Middle-aged men with trimmed black beards and clad in the same attire as their students were engaged in a game of cricket with their young wards.

Masjid-e-Ala

The Masjid-e-Ala is also known as the Jama Masjid. A tutor, breaking away from the game of cricket with his students, told me that Tipu Sultan used to pray here during his reign. On his ascension to the throne following the death of his father, Hyder Ali, Tipu Sultan built the Masjid-e-Ala in 1784 and is said to have performed the first Imamath himself. Topped by domes the double-storied, octagonal minarets look over the countryside and the river Cauvery nudging the ramparts a short distance away. The two minarets rise from a high platform and can be reached by a flight of steps said to number two hundred. Pigeon holes open into the sides of the minarets all the way to the top. The platform houses a large prayer hall to the west. 

The Masjid-e-Ala was our last stop before heading to the bus-stand at Srirangapatna for the return journey to Mysore city.
 
I circled the high platform enclosed by verandahs and staying quarters across the open passage that ran around the platform. 

A large water tank with a row of over eight water taps at knee level and a low seating of cement and bricks fronting each tap lay to one side of the passage circling the main structure. There, nudged by excited cries of young Muslim students delighting in the fall of the wicket of a fellow student, I paused for a moment to relate the joviality within the high walls to the tumultuous night of May 4, 1799 in the fourth Anglo-Mysore War when Tipu Sultan fell to the advancing British troops led by Captain David Baird, the man the Sultan had imprisoned for four years in Colonel Bailey’s dungeon after the battle of Pollilur in 1780 before releasing him in 1784. 

Fate had other ideas for the Sultan as Captain David Baird’s men breached the fortress on the banks of the Cauvery and came marching in only to be met by the Sultan himself. A violent struggle followed before Tipu Sultan fell not far from where I now stood in the masjid’s courtyard watching an innocuous game of cricket. 

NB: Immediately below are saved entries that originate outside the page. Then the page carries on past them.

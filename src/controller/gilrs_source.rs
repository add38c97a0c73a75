//! gilrs-backed device source
//!
//! Translates gilrs gamepads into standard-layout snapshots: 17 buttons in W3C
//! standard order and four stick axes with Y pointing down.

use crate::controller::snapshot::{
    ButtonSnapshot, DeviceEvent, DeviceInfo, DeviceSnapshot, DeviceSource, STANDARD_MAPPING,
};
use crate::error::GamepadError;
use crate::haptics::VibrationEffect;
use gilrs::ff::{BaseEffect, BaseEffectType, Effect, EffectBuilder, Replay, Ticks};
use gilrs::{Axis, Button, Event, EventType, Gamepad, GamepadId, Gilrs, MappingSource};
use std::collections::HashMap;
use tracing::{debug, info, warn};

/// Standard layout, indexed by hardware button index
const STANDARD_BUTTONS: [Button; 17] = [
    Button::South,
    Button::East,
    Button::West,
    Button::North,
    Button::LeftTrigger,
    Button::RightTrigger,
    Button::LeftTrigger2,
    Button::RightTrigger2,
    Button::Select,
    Button::Start,
    Button::LeftThumb,
    Button::RightThumb,
    Button::DPadUp,
    Button::DPadDown,
    Button::DPadLeft,
    Button::DPadRight,
    Button::Mode,
];

/// Stick axes with the sign to apply (gilrs reports Y up, the standard layout Y down)
const STANDARD_AXES: [(Axis, f32); 4] = [
    (Axis::LeftStickX, 1.0),
    (Axis::LeftStickY, -1.0),
    (Axis::RightStickX, 1.0),
    (Axis::RightStickY, -1.0),
];

pub struct GilrsSource {
    gilrs: Gilrs,

    // Effects stop when dropped, so the last one per device is kept alive here
    effects: HashMap<usize, Effect>,
}

impl GilrsSource {
    pub fn new() -> Result<Self, GamepadError> {
        info!("Initializing gilrs controller interface");
        let gilrs = match Gilrs::new() {
            Ok(g) => {
                info!("Successfully initialized gilrs");
                g
            }
            Err(gilrs::Error::NotImplemented(_)) => {
                debug!("gilrs has no backend for this platform");
                return Err(GamepadError::UnsupportedEnvironment(
                    "no gamepad backend for this platform".to_string(),
                ));
            }
            Err(e) => {
                debug!("Failed to initialize gilrs: {}", e);
                return Err(GamepadError::UnsupportedEnvironment(e.to_string()));
            }
        };

        for (id, gamepad) in gilrs.gamepads() {
            info!(
                "  [{}] Name: {}, Mapping: {:?}",
                usize::from(id),
                gamepad.name(),
                gamepad.mapping_source()
            );
        }

        Ok(Self {
            gilrs,
            effects: HashMap::new(),
        })
    }

    fn gamepad_id(&self, index: usize) -> Option<GamepadId> {
        self.gilrs
            .gamepads()
            .map(|(id, _)| id)
            .find(|id| usize::from(*id) == index)
    }
}

fn mapping_name(gamepad: &Gamepad<'_>) -> String {
    match gamepad.mapping_source() {
        MappingSource::None => String::new(),
        _ => STANDARD_MAPPING.to_string(),
    }
}

fn snapshot(id: GamepadId, gamepad: &Gamepad<'_>) -> DeviceSnapshot {
    let buttons = STANDARD_BUTTONS
        .iter()
        .map(|&button| {
            let pressed = gamepad.is_pressed(button);
            let value = gamepad
                .button_data(button)
                .map(|data| data.value())
                .unwrap_or(if pressed { 1.0 } else { 0.0 });
            ButtonSnapshot { pressed, value }
        })
        .collect();

    let axes = STANDARD_AXES
        .iter()
        .map(|&(axis, sign)| gamepad.value(axis) * sign)
        .collect();

    DeviceSnapshot {
        index: usize::from(id),
        name: gamepad.name().to_string(),
        mapping: mapping_name(gamepad),
        buttons,
        axes,
    }
}

impl DeviceSource for GilrsSource {
    fn name(&self) -> &str {
        "gilrs"
    }

    fn poll_events(&mut self) -> Vec<DeviceEvent> {
        let mut events = Vec::new();

        // Draining the queue is also what keeps gilrs' cached button/axis state current
        while let Some(Event { id, event, .. }) = self.gilrs.next_event() {
            let index = usize::from(id);
            match event {
                EventType::Connected => {
                    let gamepad = self.gilrs.gamepad(id);
                    info!("Controller {} connected: {}", index, gamepad.name());
                    events.push(DeviceEvent::Connected(DeviceInfo {
                        index,
                        name: gamepad.name().to_string(),
                        mapping: mapping_name(&gamepad),
                    }));
                }
                EventType::Disconnected => {
                    warn!("Controller {} disconnected", index);
                    self.effects.remove(&index);
                    events.push(DeviceEvent::Disconnected { index });
                }
                _ => {}
            }
        }

        events
    }

    fn snapshots(&self) -> Vec<DeviceSnapshot> {
        let mut snapshots: Vec<DeviceSnapshot> = self
            .gilrs
            .gamepads()
            .map(|(id, gamepad)| snapshot(id, &gamepad))
            .collect();
        snapshots.sort_by_key(|snapshot| snapshot.index);
        snapshots
    }

    fn vibrate(&mut self, index: usize, effect: &VibrationEffect) -> Result<(), GamepadError> {
        let id = self
            .gamepad_id(index)
            .ok_or_else(|| GamepadError::Haptics(format!("no connected device {}", index)))?;

        if !self.gilrs.gamepad(id).is_ff_supported() {
            debug!("Device {} has no force feedback, skipping vibration", index);
            return Ok(());
        }

        let scheduling = Replay {
            after: Ticks::from_ms(effect.start_delay_ms),
            play_for: Ticks::from_ms(effect.duration_ms),
            with_delay: Ticks::from_ms(0),
        };

        let rumble = EffectBuilder::new()
            .add_effect(BaseEffect {
                kind: BaseEffectType::Strong {
                    magnitude: effect.strong_u16(),
                },
                scheduling,
                ..Default::default()
            })
            .add_effect(BaseEffect {
                kind: BaseEffectType::Weak {
                    magnitude: effect.weak_u16(),
                },
                scheduling,
                ..Default::default()
            })
            .gamepads(&[id])
            .finish(&mut self.gilrs)
            .map_err(|e| GamepadError::Haptics(e.to_string()))?;

        rumble
            .play()
            .map_err(|e| GamepadError::Haptics(e.to_string()))?;
        debug!(
            "Playing {}ms rumble on device {}",
            effect.duration_ms, index
        );
        self.effects.insert(index, rumble);
        Ok(())
    }
}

On our way to the Masjid-e-Ala, we had passed the spot where Tipu Sultan made his last stand on May 4, 1799, rather, where his body was found once the skirmish was over.  
We had started our day by first visiting the Gumbaz where Tipu Sultan is laid to rest alongside his parents, Hyder Ali and Fatima Begum, in an imposing structure well known for its ivory inlaid doors, pillars, and carved stone windows, before heading to the Daria Daulat Bagh that Tipu Sultan built in 1784 to serve as his summer palace and where a museum now showcases the reign of the Sultan in its many details. Murals, paintings, pencil sketches, coins, medals, and arms among other things bring alive the period in its actual setting.
   
Other historical sites
The other sites of historical interest within the fortifications of Srirangapatna are Colonel Bailey’s dungeon, the spot where Tipu Sultan was killed, Tipu’s palace site, the Masjid-e-Ala, and the Ranganathaswamy Temple. 

There was no one around as we emerged from the rickshaw, gravitating to the plaque that said simply, The Body of Tipu Sultan Was Found Here. Enclosed by low walls, the plaque stands in the middle of a square, marking the spot where he fell. The square is empty except for the lone plaque as if in its isolation it seeks to remind one of the moment when isolated from the men he led into battle the Sultan fell alone. 

To the north, the square is lined by coconut palms, along the banks of the Cauvery. It is easy to let the swaying fronds lull one into meandering aimlessly at the spot where India’s history took yet another decisive turn, strengthening the British further and paving the way for their conquest of India.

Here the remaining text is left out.